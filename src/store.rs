use std::collections::HashMap;
use std::io::ErrorKind;
use std::path::PathBuf;
use std::sync::atomic::{AtomicUsize, Ordering};
use std::sync::{Mutex, PoisonError};

use async_trait::async_trait;
use sqlx::{PgPool, Row};

use crate::error::Result;
use crate::repository::SnapshotStore;

/// Keeps each snapshot as `<key>.json` inside a data directory.
#[derive(Debug, Clone)]
pub struct FileSnapshotStore {
    dir: PathBuf,
}

impl FileSnapshotStore {
    pub fn new(dir: impl Into<PathBuf>) -> Self {
        Self { dir: dir.into() }
    }

    pub fn path_for(&self, key: &str) -> PathBuf {
        self.dir.join(format!("{key}.json"))
    }
}

#[async_trait]
impl SnapshotStore for FileSnapshotStore {
    async fn read(&self, key: &str) -> Result<Option<String>> {
        match tokio::fs::read_to_string(self.path_for(key)).await {
            Ok(payload) => Ok(Some(payload)),
            Err(err) if err.kind() == ErrorKind::NotFound => Ok(None),
            Err(err) => Err(err.into()),
        }
    }

    async fn write(&self, key: &str, payload: &str) -> Result<()> {
        tokio::fs::create_dir_all(&self.dir).await?;
        tokio::fs::write(self.path_for(key), payload).await?;
        Ok(())
    }
}

pub struct PgSnapshotStore {
    pool: PgPool,
}

impl PgSnapshotStore {
    pub fn new(pool: PgPool) -> Self {
        Self { pool }
    }

    pub async fn init(&self) -> Result<()> {
        sqlx::migrate!("./migrations").run(&self.pool).await?;
        Ok(())
    }
}

#[async_trait]
impl SnapshotStore for PgSnapshotStore {
    async fn read(&self, key: &str) -> Result<Option<String>> {
        let row = sqlx::query(
            "SELECT payload::text AS payload FROM attendance_board.snapshots WHERE key = $1",
        )
        .bind(key)
        .fetch_optional(&self.pool)
        .await?;

        Ok(row.map(|row| row.get("payload")))
    }

    async fn write(&self, key: &str, payload: &str) -> Result<()> {
        sqlx::query(
            r#"
            INSERT INTO attendance_board.snapshots (key, payload, saved_at)
            VALUES ($1, $2::jsonb, NOW())
            ON CONFLICT (key) DO UPDATE
            SET payload = EXCLUDED.payload, saved_at = EXCLUDED.saved_at
            "#,
        )
        .bind(key)
        .bind(payload)
        .execute(&self.pool)
        .await?;

        Ok(())
    }
}

/// In-process store, used when nothing should outlive the run.
#[derive(Debug, Default)]
pub struct MemorySnapshotStore {
    entries: Mutex<HashMap<String, String>>,
    writes: AtomicUsize,
}

impl MemorySnapshotStore {
    pub fn new() -> Self {
        Self::default()
    }

    /// Seeds an entry without counting it as a write.
    pub fn insert(&self, key: &str, payload: &str) {
        self.entries
            .lock()
            .unwrap_or_else(PoisonError::into_inner)
            .insert(key.to_string(), payload.to_string());
    }

    pub fn get(&self, key: &str) -> Option<String> {
        self.entries
            .lock()
            .unwrap_or_else(PoisonError::into_inner)
            .get(key)
            .cloned()
    }

    pub fn writes(&self) -> usize {
        self.writes.load(Ordering::SeqCst)
    }
}

#[async_trait]
impl SnapshotStore for MemorySnapshotStore {
    async fn read(&self, key: &str) -> Result<Option<String>> {
        Ok(self.get(key))
    }

    async fn write(&self, key: &str, payload: &str) -> Result<()> {
        self.insert(key, payload);
        self.writes.fetch_add(1, Ordering::SeqCst);
        Ok(())
    }
}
=====
(Assignment)
Please copy all lines of the listing in which the string "HashMap" occurs.

(Output for this exercise)
use std::collections::HashMap;
    entries: Mutex<HashMap<String, String>>,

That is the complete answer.